His collection of short stories "American Masculine" (Graywolf Press), won the Bakeless Prize and has received critical acclaim from Esquire, Kirkus Reviews, Publishers Weekly, the American Library Association, and the likes of Sherman Alexie and Dave Eggers. His book "Forgiveness and Power in the Age of Atrocity" (Rowman & Littlefield) is to be published in December. In "American Masculine," Ferch strikes a subtle balance between American Indian and Euro-American relations, focusing on the nature of the feminine and the masculine in the contemporary American West. One example is from the story "The Miracles of Vincent van Gogh" in which he takes on the character of men caught in the crucible created by national recession, by the need to borrow, and by the reality of culpability:
"Every man borrowed. He borrowed things both common and strange, things cold like cash, or things more ultimate, like charisma and concern, or below these, and more virile — more core — anger, distance, deviance. And yet, for all their ugliness, still they borrowed love. Not merely disillusionment or desperation, they borrowed listening and quietness, loveliness. They were beautiful, they were terrible. Men borrowed compulsion, fear, disaster, desire.

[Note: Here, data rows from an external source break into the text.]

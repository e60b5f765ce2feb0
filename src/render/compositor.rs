use std::sync::{Arc, Mutex, PoisonError};

use smallvec::SmallVec;

use crate::assets::bitmap::Bitmap;
use crate::assets::loader::{ImageLoader, ImageResolution, resolve_images};
use crate::assets::text::TextRasterizer;
use crate::effects::composite::{blend_onto, over};
use crate::foundation::config::EngineConfig;
use crate::foundation::error::PrintstackResult;
use crate::render::raster::RasterBuffer;
use crate::render::rasterize::{PlacedSource, paint_patch, plan_patch};
use crate::render::surface_pool::{ScratchPool, ScratchPoolStats};
use crate::render::warning::{CompositeWarning, LayerFailure};
use crate::scene::layer::{LayerKind, PrintLayer};
use crate::scene::request::CompositeRequest;

/// Warnings collected while compositing one request.
pub type Warnings = SmallVec<[CompositeWarning; 2]>;

/// Image sources of a request, resolved ahead of compositing.
///
/// `layers` is indexed by insertion index, not draw order.
#[derive(Clone, Debug, Default)]
pub struct ResolvedImages {
    /// Base texture pixels, when the request has a drawable base source.
    pub base: Option<ImageResolution>,
    /// One slot per request layer; `None` for text layers.
    pub layers: Vec<Option<ImageResolution>>,
}

/// Final buffer plus the per-layer problems met on the way.
#[derive(Debug)]
pub struct ComposeOutput {
    /// The composited texture.
    pub buffer: RasterBuffer,
    /// Non-fatal problems, in draw order (base first).
    pub warnings: Warnings,
}

/// Draws a base texture and a stack of layers into one square texture.
///
/// Each layer is rasterized into an isolated patch and only then blended onto the accumulation
/// buffer, so blend modes always see exactly one foreground against the current background.
pub struct Compositor {
    config: EngineConfig,
    text: Arc<dyn TextRasterizer>,
    scratch: Mutex<ScratchPool>,
}

impl std::fmt::Debug for Compositor {
    fn fmt(&self, f: &mut std::fmt::Formatter<'_>) -> std::fmt::Result {
        f.debug_struct("Compositor")
            .field("config", &self.config)
            .finish_non_exhaustive()
    }
}

impl Compositor {
    /// Build a compositor; the config is validated first.
    pub fn new(config: EngineConfig, text: Arc<dyn TextRasterizer>) -> PrintstackResult<Self> {
        config.validate()?;
        let scratch = Mutex::new(ScratchPool::new(config.scratch_pool));
        Ok(Self {
            config,
            text,
            scratch,
        })
    }

    /// Engine settings in use.
    pub fn config(&self) -> &EngineConfig {
        &self.config
    }

    /// Scratch pool counters.
    pub fn scratch_stats(&self) -> ScratchPoolStats {
        self.scratch
            .lock()
            .unwrap_or_else(PoisonError::into_inner)
            .stats()
    }

    /// Start every image load of `request` at once and wait for all of them.
    pub async fn resolve(
        &self,
        request: &CompositeRequest,
        loader: &dyn ImageLoader,
    ) -> ResolvedImages {
        let mut refs: Vec<_> = request.layers.iter().map(PrintLayer::image_ref).collect();
        let base_ref = request.base.drawable_source();
        refs.push(base_ref);

        let mut resolved = resolve_images(loader, &refs, self.config.image_timeout()).await;
        let base = resolved.pop().flatten();
        ResolvedImages {
            base,
            layers: resolved,
        }
    }

    /// Resolve images, then composite.
    #[tracing::instrument(
        level = "debug",
        skip(self, request, loader),
        fields(component = %request.component_id, layers = request.layers.len())
    )]
    pub async fn composite(
        &self,
        request: &CompositeRequest,
        loader: &dyn ImageLoader,
    ) -> PrintstackResult<ComposeOutput> {
        let resolved = self.resolve(request, loader).await;
        self.compose(request, &resolved)
    }

    /// Composite `request` from already-resolved images. Pure CPU work.
    ///
    /// Fails only when a raster buffer cannot be allocated; everything else degrades to a warning.
    pub fn compose(
        &self,
        request: &CompositeRequest,
        resolved: &ResolvedImages,
    ) -> PrintstackResult<ComposeOutput> {
        let size = self.config.texture_size;
        let mut warnings = Warnings::new();
        let mut buffer = RasterBuffer::filled(size, size, self.config.base_fill_rgba)?;

        match &resolved.base {
            Some(Ok(bitmap)) => draw_base(&mut buffer, bitmap),
            Some(Err(failure)) => {
                tracing::warn!(base = %request.base.identity, %failure, "base texture skipped");
                warnings.push(CompositeWarning::Base {
                    identity: request.base.identity.clone(),
                    failure: failure.clone(),
                });
            }
            None => {}
        }

        for (index, layer) in request.draw_order() {
            let placed = match self.place_layer(layer, resolved.layers.get(index)) {
                Ok(placed) => placed,
                Err(failure) => {
                    tracing::warn!(layer = %layer.id, %failure, "layer skipped");
                    warnings.push(CompositeWarning::Layer {
                        layer_id: layer.id.clone(),
                        failure,
                    });
                    continue;
                }
            };

            let Some(plan) = plan_patch(layer, &placed, size) else {
                tracing::debug!(layer = %layer.id, "layer leaves no pixels on the texture");
                continue;
            };
            let scratch = self
                .scratch
                .lock()
                .unwrap_or_else(PoisonError::into_inner)
                .borrow(plan.width, plan.height)?;
            let patch = paint_patch(&plan, &placed, scratch)?;
            blend_onto(&mut buffer, &patch, layer.blend_mode)?;
            self.scratch
                .lock()
                .unwrap_or_else(PoisonError::into_inner)
                .release(patch.width, patch.height, patch.pixels);
        }

        Ok(ComposeOutput { buffer, warnings })
    }

    fn place_layer(
        &self,
        layer: &PrintLayer,
        resolved: Option<&Option<ImageResolution>>,
    ) -> Result<PlacedSource, LayerFailure> {
        layer
            .validate()
            .map_err(|e| LayerFailure::Invalid(e.to_string()))?;

        match &layer.kind {
            LayerKind::Image(image) => {
                let bitmap = match resolved {
                    Some(Some(Ok(bitmap))) => Arc::clone(bitmap),
                    Some(Some(Err(failure))) => return Err(failure.clone()),
                    _ => {
                        return Err(LayerFailure::Load(
                            "image was not resolved for this layer".to_owned(),
                        ));
                    }
                };
                Ok(PlacedSource::for_image(
                    bitmap,
                    image,
                    layer.scale,
                    self.config.max_print_width_px(),
                ))
            }
            LayerKind::Text(text) => {
                let size_px = (text.font_size_px * layer.scale) as f32;
                let bitmap = self
                    .text
                    .rasterize(text, size_px)
                    .map_err(|e| LayerFailure::Rasterize(e.to_string()))?;
                Ok(PlacedSource::for_text(Arc::new(bitmap), text.text_align))
            }
        }
    }
}

/// Draw the base over the fill, resampling nearest-neighbour when sizes differ.
fn draw_base(buffer: &mut RasterBuffer, bitmap: &Bitmap) {
    let (w, h) = (buffer.width(), buffer.height());
    let (bw, bh) = (u64::from(bitmap.width()), u64::from(bitmap.height()));
    let stride = buffer.row_stride();
    for (y, row) in buffer.data_mut().chunks_exact_mut(stride).enumerate() {
        let sy = (y as u64 * bh / u64::from(h)) as i64;
        for (x, px) in row.chunks_exact_mut(4).enumerate() {
            let sx = (x as u64 * bw / u64::from(w)) as i64;
            let out = over([px[0], px[1], px[2], px[3]], bitmap.sample(sx, sy));
            px.copy_from_slice(&out);
        }
    }
}

#[cfg(test)]
#[path = "../../tests/unit/render/compositor.rs"]
mod tests;
pub(crate) fn mul_div255_u16(x: u16, y: u16) -> u16 {
    (((u32::from(x) * u32::from(y)) + 127) / 255) as u16
}

pub(crate) fn mul_div255_u8(x: u16, y: u16) -> u8 {
    mul_div255_u16(x, y) as u8
}

pub(crate) fn add_sat_u8(a: u8, b: u8) -> u8 {
    a.saturating_add(b)
}

/// Quantize a `[0, 1]` factor to the `0..=255` range used by the integer kernels.
pub(crate) fn unit_to_u8_scale(v: f32) -> u16 {
    ((v.clamp(0.0, 1.0) * 255.0).round() as i32).clamp(0, 255) as u16
}

pub(crate) fn premultiply_rgba8_in_place(rgba: &mut [u8]) {
    for px in rgba.chunks_exact_mut(4) {
        let a = u16::from(px[3]);
        if a == 0 {
            px[0] = 0;
            px[1] = 0;
            px[2] = 0;
            continue;
        }
        px[0] = mul_div255_u8(u16::from(px[0]), a);
        px[1] = mul_div255_u8(u16::from(px[1]), a);
        px[2] = mul_div255_u8(u16::from(px[2]), a);
    }
}

pub(crate) fn unpremultiply_rgba8_in_place(rgba: &mut [u8]) {
    for px in rgba.chunks_exact_mut(4) {
        let a = u32::from(px[3]);
        if a == 0 {
            px[0] = 0;
            px[1] = 0;
            px[2] = 0;
            continue;
        }
        if a == 255 {
            continue;
        }
        for c in px.iter_mut().take(3) {
            *c = ((u32::from(*c) * 255 + a / 2) / a).min(255) as u8;
        }
    }
}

From the dull look in their father's eyes they borrowed the pain that resided there. Men borrowed dignity, or they borrowed shame."

Ferch's writing on forgiveness and atonement is infused with graceful understandings of race and culture. His heritage is Czech and German; his Czech grandmother married his German grandfather in New York City during World War II at the time Germany invaded Czechoslovakia.

"Their marriage," Ferch said, "filled of hard work, music, and square dancing, was a testament to reconciliation, especially when one considers the scope of the atrocities Nazi Germany perpetrated against the Czechs. Such categorical human rights transgressions also reside in the racial and cultural history of the American West. Women and men of dignity, of all races, help heal the heart of the world."

Ferch earned a Ph.D. in systems psychology from the University of Alberta, a master's degree in clinical psychology from Pepperdine, and a dual Master of Fine Arts in poetry and fiction from Eastern Washington University. He has won the Subterrain Poetry Prize, the Ruminate Short Story Prize, and the Crab Creek Review Fiction Prize. His work has appeared in scientific journals internationally as well as in many of the nation's leading literary venues including Poetry International, McSweeney's, Narrative, and Story Quarterly.